Lichenaula selenophora

Scientific classification
- Domain: Eukaryota
- Kingdom: Animalia
- Phylum: Arthropoda
- Class: Insecta
- Order: Lepidoptera
- Family: Xyloryctidae
- Genus: Lichenaula
- Species: L. selenophora
- Binomial name: Lichenaula selenophora Lower, 1892

= Lichenaula selenophora =

- Authority: Lower, 1892

Species of moth

Lichenaula selenophora is a moth in the family Xyloryctidae. It was described by Oswald Bertram Lower in 1892. It is found in Australia, where it has been recorded from New South Wales and Queensland.
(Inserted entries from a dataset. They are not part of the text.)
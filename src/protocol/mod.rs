//! Breathing protocols
//!
//! A [`Protocol`] is the ordered list of phases making up one breathing
//! cycle. It is fixed configuration: built once (from the catalog or a
//! protocol file), frozen behind an `Arc`, and only ever read by the engine.
//!
//! # Architecture
//!
//! - [`PhaseName`] - the four breathing phases and their on-screen labels
//! - [`PhaseSpec`] - one phase with its duration in whole seconds
//! - [`Protocol`] - one cycle's worth of phases
//! - [`ExercisePlan`] - a protocol paired with the number of cycles to run
//! - [`catalog`] - presets embedded in the binary

pub mod catalog;

use std::fmt;
use std::sync::Arc;

use serde::{Deserialize, Serialize};

use crate::error::ValidationIssue;

/// One of the four breathing phases.
#[derive(Debug, Clone, Copy, PartialEq, Eq, Hash, Serialize, Deserialize)]
#[serde(rename_all = "kebab-case")]
pub enum PhaseName {
    /// Breathe in.
    Inhale,
    /// Hold with full lungs.
    #[serde(alias = "hold-in")]
    HoldAfterInhale,
    /// Breathe out.
    Exhale,
    /// Hold with empty lungs.
    #[serde(alias = "hold-out")]
    HoldAfterExhale,
}

impl PhaseName {
    /// Returns the label shown to the person doing the exercise.
    #[must_use]
    pub const fn label(self) -> &'static str {
        match self {
            Self::Inhale => "Breathe In",
            Self::HoldAfterInhale | Self::HoldAfterExhale => "Hold",
            Self::Exhale => "Breathe Out",
        }
    }

    /// Returns the kebab-case identifier used in protocol files.
    #[must_use]
    pub const fn as_str(self) -> &'static str {
        match self {
            Self::Inhale => "inhale",
            Self::HoldAfterInhale => "hold-after-inhale",
            Self::Exhale => "exhale",
            Self::HoldAfterExhale => "hold-after-exhale",
        }
    }
}

impl fmt::Display for PhaseName {
    fn fmt(&self, f: &mut fmt::Formatter<'_>) -> fmt::Result {
        f.write_str(self.as_str())
    }
}

/// Immutable definition of one phase.
#[derive(Debug, Clone, Copy, PartialEq, Eq)]
pub struct PhaseSpec {
    /// Which phase this is
    pub name: PhaseName,
    /// How long the phase lasts, in whole seconds (ticks)
    pub duration_seconds: u32,
}

impl PhaseSpec {
    /// Creates a phase lasting `duration_seconds` ticks.
    #[must_use]
    pub const fn new(name: PhaseName, duration_seconds: u32) -> Self {
        Self {
            name,
            duration_seconds,
        }
    }
}

/// Ordered sequence of phases forming one cycle.
///
/// Construction does not validate; [`Protocol::validate`] and the engine's
/// `start` do, so a malformed protocol is rejected before any countdown.
#[derive(Debug, Clone, PartialEq, Eq)]
pub struct Protocol {
    name: String,
    title: Option<String>,
    phases: Vec<PhaseSpec>,
}

impl Protocol {
    /// Creates a protocol from its phases.
    #[must_use]
    pub fn new(name: impl Into<String>, phases: Vec<PhaseSpec>) -> Self {
        Self {
            name: name.into(),
            title: None,
            phases,
        }
    }

    /// Sets the human-readable title.
    #[must_use]
    pub fn with_title(mut self, title: impl Into<String>) -> Self {
        self.title = Some(title.into());
        self
    }

    /// The 4-4-4-4 box-breathing cycle.
    #[must_use]
    pub fn box_breathing() -> Self {
        Self::new(
            "box",
            vec![
                PhaseSpec::new(PhaseName::Inhale, 4),
                PhaseSpec::new(PhaseName::HoldAfterInhale, 4),
                PhaseSpec::new(PhaseName::Exhale, 4),
                PhaseSpec::new(PhaseName::HoldAfterExhale, 4),
            ],
        )
        .with_title("Box Breathing")
    }

    /// Returns the protocol identifier.
    #[must_use]
    pub fn name(&self) -> &str {
        &self.name
    }

    /// Returns the title, falling back to the name.
    #[must_use]
    pub fn title(&self) -> &str {
        self.title.as_deref().unwrap_or(&self.name)
    }

    /// Returns the phases of one cycle, in order.
    #[must_use]
    pub fn phases(&self) -> &[PhaseSpec] {
        &self.phases
    }

    /// Returns the phase at `index`, if any.
    #[must_use]
    pub fn phase(&self, index: usize) -> Option<&PhaseSpec> {
        self.phases.get(index)
    }

    /// Number of phases per cycle.
    #[must_use]
    pub fn len(&self) -> usize {
        self.phases.len()
    }

    /// Whether the protocol has no phases (and is therefore invalid).
    #[must_use]
    pub fn is_empty(&self) -> bool {
        self.phases.is_empty()
    }

    /// Length of one cycle in seconds, saturating at `u64::MAX`.
    #[must_use]
    pub fn cycle_seconds(&self) -> u64 {
        self.phases
            .iter()
            .fold(0u64, |acc, p| acc.saturating_add(u64::from(p.duration_seconds)))
    }

    /// Checks the structural preconditions for running this protocol.
    ///
    /// Returns every error found; an empty list means the protocol can run.
    #[must_use]
    pub fn validate(&self) -> Vec<ValidationIssue> {
        let mut issues = Vec::new();
        if self.phases.is_empty() {
            issues.push(ValidationIssue::error(
                "protocol.phases",
                "protocol must have at least one phase",
            ));
        }
        for (i, phase) in self.phases.iter().enumerate() {
            if phase.duration_seconds == 0 {
                issues.push(ValidationIssue::error(
                    format!("protocol.phases[{i}].duration"),
                    format!("{} must last at least 1 second", phase.name),
                ));
            }
        }
        issues
    }
}

/// A protocol paired with the number of cycles to run.
#[derive(Debug, Clone)]
pub struct ExercisePlan {
    /// Shared, read-only protocol
    pub protocol: Arc<Protocol>,
    /// Number of full cycles to run
    pub total_cycles: u32,
}

impl ExercisePlan {
    /// Creates a plan.
    #[must_use]
    pub const fn new(protocol: Arc<Protocol>, total_cycles: u32) -> Self {
        Self {
            protocol,
            total_cycles,
        }
    }

    /// Returns a copy of this plan with a different cycle count.
    #[must_use]
    pub fn with_cycles(&self, total_cycles: u32) -> Self {
        Self::new(Arc::clone(&self.protocol), total_cycles)
    }

    /// Number of ticks a run of this plan produces before it completes,
    /// saturating at `u64::MAX`.
    #[must_use]
    pub fn total_ticks(&self) -> u64 {
        u64::from(self.total_cycles).saturating_mul(self.protocol.cycle_seconds())
    }

    /// Validates both the protocol and the cycle count.
    #[must_use]
    pub fn validate(&self) -> Vec<ValidationIssue> {
        let mut issues = self.protocol.validate();
        if self.total_cycles == 0 {
            issues.push(ValidationIssue::error(
                "total_cycles",
                "an exercise must run at least one cycle",
            ));
        }
        issues
    }
}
The wingspan is 25–28 mm. The forewings are ashy-grey whitish, irrorated (sprinkled) with black, the coalescence of which tends to form obscure markings, leaving the costal edge snow white, from near the base to near the apex. There is an irregular suffusion in the disc and a streak from the base angulated downwards towards the inner margin, but not touching it, at one-fifth then obscurely continued along the fold to beyond the middle. There is a moderate irregular suffused circle, the anterior edge more pronounced immediately above the anal angle, the enclosed space almost white. A whitish apical patch is obscurely continued along the hindmargin to the anal angle and there is a suffused blackish hind marginal line. The hindwings are grey whitish, slightly ochreous tinged, much lighter towards the base.